Realistic Textures in Cycles

Hi guys. I made a model of a building and I want to make it photorealistic. I’ve never tried this before and I don’t have much experience with nodes and cycles.

I watched a couple of tutorials on youtube how to do this, but I’ll mention the one from BlenderGuru:

I don’t really think that I can use this method, because right now I have 1,140,414 vertices and subdiving would make it even more. Plus I’m planning to add few more things, so there’ll be even more.

I tried to make something in cycles. Here are few renders for you to see:

The the first and the second one are same, difference is only light. On first one I used sphere and on the second one I added sun. Sun is in the third one too.
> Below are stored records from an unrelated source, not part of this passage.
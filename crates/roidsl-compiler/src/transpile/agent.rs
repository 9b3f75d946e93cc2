//! Agent transpiler: Document → qualification agent configuration

use super::{display_name, persona_object, Transpiler};
use crate::error::Result;
use roidsl_core::ast::{Document, OutputKind};
use roidsl_core::{Insights, Map, Value};

/// How many top pain points become qualification questions
const TOP_PAIN_POINTS: usize = 5;

pub struct AgentTranspiler;

impl Transpiler for AgentTranspiler {
    fn kind(&self) -> OutputKind {
        OutputKind::Agent
    }

    fn transpile(&self, doc: &Document, insights: &Insights) -> Result<Value> {
        let mut agent = Map::new();
        agent.insert("agent_type", Value::string("roi_qualification_bot"));
        agent.insert(
            "persona",
            Value::object(vec![
                ("name", Value::string("ROI Qualification Assistant")),
                ("role", Value::string("value_discovery")),
                ("tone", Value::string("professional_empathetic")),
            ]),
        );

        if let Some(target) = persona_object(doc) {
            agent.insert("target_persona", target);
        }

        if !doc.goals.is_empty() {
            let goals: Vec<Value> = doc
                .goals
                .iter()
                .map(|goal| {
                    let lowered = goal.description.to_lowercase();
                    let goal_type = if lowered.contains("avoid") || lowered.contains("prevent") {
                        "pain_avoidance"
                    } else {
                        "value_gain"
                    };
                    Value::object(vec![
                        ("goal_id", Value::string(&goal.key)),
                        ("description", Value::string(&goal.description)),
                        ("type", Value::string(goal_type)),
                    ])
                })
                .collect();
            agent.insert("goals", Value::Array(goals));
        }

        agent.insert("qualification", qualification(insights));

        if !insights.resolved_triggers.is_empty() {
            let rules: Vec<Value> = insights
                .resolved_triggers
                .iter()
                .map(|t| {
                    Value::object(vec![
                        ("metric", Value::string(&t.metric)),
                        ("comparator", Value::string(t.comparator.symbol())),
                        ("threshold", Value::Number(t.threshold)),
                        ("action", Value::string(&t.action)),
                        ("argument", Value::string(&t.argument)),
                    ])
                })
                .collect();
            agent.insert("escalation_rules", Value::Array(rules));
        }

        if !doc.metrics.is_empty() {
            let mut tracking = Map::new();
            for m in &doc.metrics {
                tracking.insert(&m.key, Value::Number(m.value));
            }
            agent.insert("metrics_tracking", Value::Object(tracking));
        }

        Ok(Value::Object(agent))
    }
}

fn qualification(insights: &Insights) -> Value {
    let questions: Vec<Value> = insights
        .pain_points
        .iter()
        .take(TOP_PAIN_POINTS)
        .map(|point| {
            let key_lower = point.metric.to_lowercase();
            let weight = if key_lower.contains("risk") || key_lower.contains("drift") {
                1.5
            } else {
                1.0
            };

            let mut question = Map::new();
            question.insert("metric", Value::string(&point.metric));
            question.insert(
                "question",
                Value::String(format!(
                    "On a scale of 0-100, how would you rate your current {}?",
                    display_name(&point.metric)
                )),
            );
            question.insert("current_value", Value::Number(point.value));
            if let Some(goal) = &point.goal {
                question.insert("related_goal", Value::string(goal));
            }
            question.insert("weight", Value::Number(weight));
            Value::Object(question)
        })
        .collect();

    Value::object(vec![
        ("questions", Value::Array(questions)),
        (
            "scoring",
            Value::object(vec![
                ("high_priority_threshold", Value::Number(0.6)),
                ("medium_priority_threshold", Value::Number(0.4)),
                ("low_priority_threshold", Value::Number(0.2)),
            ]),
        ),
    ])
}
/// `KEYWORD Identifier: <float>` — returns (identifier, number)
fn keyed_number(line: &str, token: &str, line_no: u32) -> Result<(String, f64)> {
    let rest = line[token.len()..].trim_start();

    let colon = rest.find(':').ok_or_else(|| ParseError::InvalidDeclaration {
        line: line_no,
        text: line.to_string(),
    })?;

    let key = rest[..colon].trim();
    if !is_word(key) {
        return Err(ParseError::InvalidDeclaration {
            line: line_no,
            text: line.to_string(),
        });
    }

    let value_str = rest[colon + 1..].trim();
    let value = value_str
        .parse::<f64>()
        .map_err(|_| ParseError::InvalidNumber {
            line: line_no,
            value: value_str.to_string(),
        })?;

    Ok((key.to_string(), value))
}

/// `KEYWORD: "text"` — returns the text
fn scalar_quoted(line: &str, token: &str, line_no: u32) -> Result<String> {
    let mut rest = line[token.len()..].trim_start();

    // The colon may have been part of the first token already.
    if !token.ends_with(':') {
        rest = rest
            .strip_prefix(':')
            .ok_or_else(|| ParseError::InvalidDeclaration {
                line: line_no,
                text: line.to_string(),
            })?
            .trim_start();
    }

    quoted(rest, line, line_no)
}

/// `OUTPUT Name` — returns the selector name
fn bare_name(line: &str, token: &str, line_no: u32) -> Result<String> {
    let rest = line[token.len()..].trim();
    let name = rest.split_whitespace().next().unwrap_or_default();

    if name.is_empty() {
        return Err(ParseError::InvalidDeclaration {
            line: line_no,
            text: line.to_string(),
        });
    }

    Ok(name.to_string())
}
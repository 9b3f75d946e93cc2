//! Interpreter
//!
//! Derives business-insight values from a validated Document: evaluated
//! computed metrics, urgency bands, pain-point ranking, resolved triggers,
//! and an overall risk score. Never fails; formula evaluation problems
//! become warnings and the affected metric is left out.

use crate::expression;
use log::debug;
use roidsl_core::ast::Document;
use roidsl_core::diagnostics::{Diagnostic, Stage};
use roidsl_core::insights::{Insights, MetricUrgency, PainPoint, UrgencyBand};
use roidsl_parser::trigger;
use std::cmp::Ordering;
use std::collections::HashMap;

const RISK_MARKERS: [&str; 4] = ["risk", "drift", "delay", "variance"];

/// Derive Insights from a Document
pub fn interpret(doc: &Document) -> Insights {
    let metric_map: HashMap<String, f64> = doc
        .metrics
        .iter()
        .map(|m| (m.key.clone(), m.value))
        .collect();

    let mut insights = Insights::default();

    for cm in &doc.computed_metrics {
        match expression::evaluate_formula(&cm.formula, &metric_map) {
            Ok(value) => insights.computed.push((cm.key.clone(), value)),
            Err(err) => insights.warnings.push(Diagnostic::warning(
                Stage::Interpret,
                format!("RMetric {} was skipped: {err}", cm.key),
            )),
        }
    }

    for metric in &doc.metrics {
        insights.urgency.push(MetricUrgency {
            key: metric.key.clone(),
            value: metric.value,
            band: UrgencyBand::classify(metric.value),
        });
    }

    insights.pain_points = rank_pain_points(doc);

    for t in &doc.triggers {
        match trigger::resolve(t) {
            Ok(resolved) => insights.resolved_triggers.push(resolved),
            // The parser syntax-checks WHEN lines, so this only fires for
            // hand-built Documents.
            Err(err) => insights.warnings.push(Diagnostic::warning(
                Stage::Interpret,
                format!("trigger '{}' was skipped: {err}", t.condition),
            )),
        }
    }

    insights.risk_score = risk_score(doc);

    debug!(
        "interpreted document: {} computed metrics, {} pain points, risk score {}",
        insights.computed.len(),
        insights.pain_points.len(),
        insights.risk_score
    );

    insights
}

/// Metrics sorted descending by value; sort is stable so ties keep source
/// order. Each is linked to a goal when the keys match by convention.
fn rank_pain_points(doc: &Document) -> Vec<PainPoint> {
    let mut points: Vec<PainPoint> = doc
        .metrics
        .iter()
        .map(|metric| PainPoint {
            metric: metric.key.clone(),
            value: metric.value,
            goal: link_goal(doc, &metric.key),
        })
        .collect();

    points.sort_by(|a, b| b.value.partial_cmp(&a.value).unwrap_or(Ordering::Equal));
    points
}

/// Best-effort naming-convention link from a metric to its owning goal:
/// exact key match, else either key being a prefix of the other.
fn link_goal(doc: &Document, metric_key: &str) -> Option<String> {
    if let Some(goal) = doc.goals.iter().find(|g| g.key == metric_key) {
        return Some(goal.key.clone());
    }
    doc.goals
        .iter()
        .find(|g| metric_key.starts_with(&g.key) || g.key.starts_with(metric_key))
        .map(|g| g.key.clone())
}

/// Mean of risk-flavored metrics (key contains a risk marker,
/// case-insensitive), falling back to the mean of all metrics.
/// Rounded to two decimals.
fn risk_score(doc: &Document) -> f64 {
    if doc.metrics.is_empty() {
        return 0.0;
    }

    let risk_values: Vec<f64> = doc
        .metrics
        .iter()
        .filter(|m| {
            let key = m.key.to_lowercase();
            RISK_MARKERS.iter().any(|marker| key.contains(marker))
        })
        .map(|m| m.value)
        .collect();

    let values = if risk_values.is_empty() {
        doc.metrics.iter().map(|m| m.value).collect()
    } else {
        risk_values
    };

    let mean = values.iter().sum::<f64>() / values.len() as f64;
    (mean * 100.0).round() / 100.0
}
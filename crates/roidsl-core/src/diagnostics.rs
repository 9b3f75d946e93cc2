//! Diagnostics
//!
//! Every stage of the pipeline reports problems as `Diagnostic` values
//! rather than failing on the first one, so a single run surfaces every
//! issue in a file. Only Error-severity diagnostics block compilation.

use serde::{Deserialize, Serialize};
use std::fmt;

/// Diagnostic severity
#[derive(Debug, Clone, Copy, PartialEq, Eq, Serialize, Deserialize)]
pub enum Severity {
    Error,
    Warning,
}

/// Pipeline stage that produced a diagnostic
#[derive(Debug, Clone, Copy, PartialEq, Eq, Serialize, Deserialize)]
pub enum Stage {
    Parse,
    Validate,
    Interpret,
    Transpile,
}

impl Stage {
    pub fn label(&self) -> &'static str {
        match self {
            Stage::Parse => "parse",
            Stage::Validate => "validate",
            Stage::Interpret => "interpret",
            Stage::Transpile => "transpile",
        }
    }
}

/// One reported problem, with an optional 1-based source line
#[derive(Debug, Clone, PartialEq, Serialize, Deserialize)]
pub struct Diagnostic {
    pub severity: Severity,
    pub stage: Stage,
    pub line: Option<u32>,
    pub message: String,
}

impl Diagnostic {
    pub fn error(stage: Stage, message: impl Into<String>) -> Self {
        Self {
            severity: Severity::Error,
            stage,
            line: None,
            message: message.into(),
        }
    }

    pub fn warning(stage: Stage, message: impl Into<String>) -> Self {
        Self {
            severity: Severity::Warning,
            stage,
            line: None,
            message: message.into(),
        }
    }

    pub fn with_line(mut self, line: u32) -> Self {
        self.line = Some(line);
        self
    }

    pub fn is_error(&self) -> bool {
        self.severity == Severity::Error
    }
}

impl fmt::Display for Diagnostic {
    fn fmt(&self, f: &mut fmt::Formatter<'_>) -> fmt::Result {
        let severity = match self.severity {
            Severity::Error => "error",
            Severity::Warning => "warning",
        };
        match self.line {
            Some(line) => write!(
                f,
                "{}[{}] line {}: {}",
                severity,
                self.stage.label(),
                line,
                self.message
            ),
            None => write!(f, "{}[{}]: {}", severity, self.stage.label(), self.message),
        }
    }
}

#[cfg(test)]
mod tests {
    use super::*;

    #[test]
    fn test_display_with_line() {
        let diag = Diagnostic::error(Stage::Parse, "unterminated string").with_line(7);
        assert_eq!(
            diag.to_string(),
            "error[parse] line 7: unterminated string"
        );
    }

    #[test]
    fn test_display_without_line() {
        let diag = Diagnostic::warning(Stage::Validate, "no GOAL declared");
        assert_eq!(diag.to_string(), "warning[validate]: no GOAL declared");
        assert!(!diag.is_error());
    }
}
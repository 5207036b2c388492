//! Third-party license catalog bundled with the preferences tooling.
//!
//! The catalog reads a JSON manifest describing each dependency and narrows
//! every declared license expression to the identifiers whose text actually
//! ships in the license directory. Everything is recomputed on each call;
//! nothing is cached.

mod catalog;
mod manifest;

pub use catalog::{LICENSES_TARGET, LicenseCatalog, LicenseError};
pub use manifest::{AUTHOR_SEPARATOR, DependencyLicenseInfo, LICENSE_ALTERNATIVE};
For the first two I only added bump in the node editor:

Can you guys tell me will this be enough to make it look realistic? What are your suggestions?

Well, you’d also have a Fresnel component. Blender Guru recently did a tutorial you might check out. There’s also a number of materials on CG Cookie in the Shader Forge tutorial series. There’s probably a lot more on YouTube as well.

Thank you. I will check it for sure :slight_smile:

Also: “realism has a helluva lot to do wih realistic light.”

Cycles, like all shaders of its type, is absoutely fantastic at mimicking “a photographer’s softbox,” but it’s “smooth, even, lighting” is also in some ways its Achilles heel.

Consider using a combination of Cycles and BI, composited together. Cycles produces that softbox effect, while BI produces some directional spot-lights, edge definition, and texture-revealing light. (It also does so much more quickly. The 3D Window can use OpenGL to help you approximate what that BI-render will look like even as you are setting up the shot.) Use of the node-based compositor allows you to precisely control how the two renders will be combined.

The fundamental algorithms, even the concept, of Cycles is very different from that of BI … and yet, you have both of them at your beck and call, plus a very excellent compositor, all within the very same tool. (Certain elements, such as light-sources, are different between the two, so you might use a few “layers” to easily let you switch-on and switch-off the things that you need when doing each type of render. “Scenes” are a very convenient way to group all of the necessary settings so that you can readily switch from one to the other, even with a script or Blender command-line parameters.)

Also check out chocofur - he has an interesting way of adding bump maps as displacements to give fine-detail. You can also add displacement texture maps if you are close up.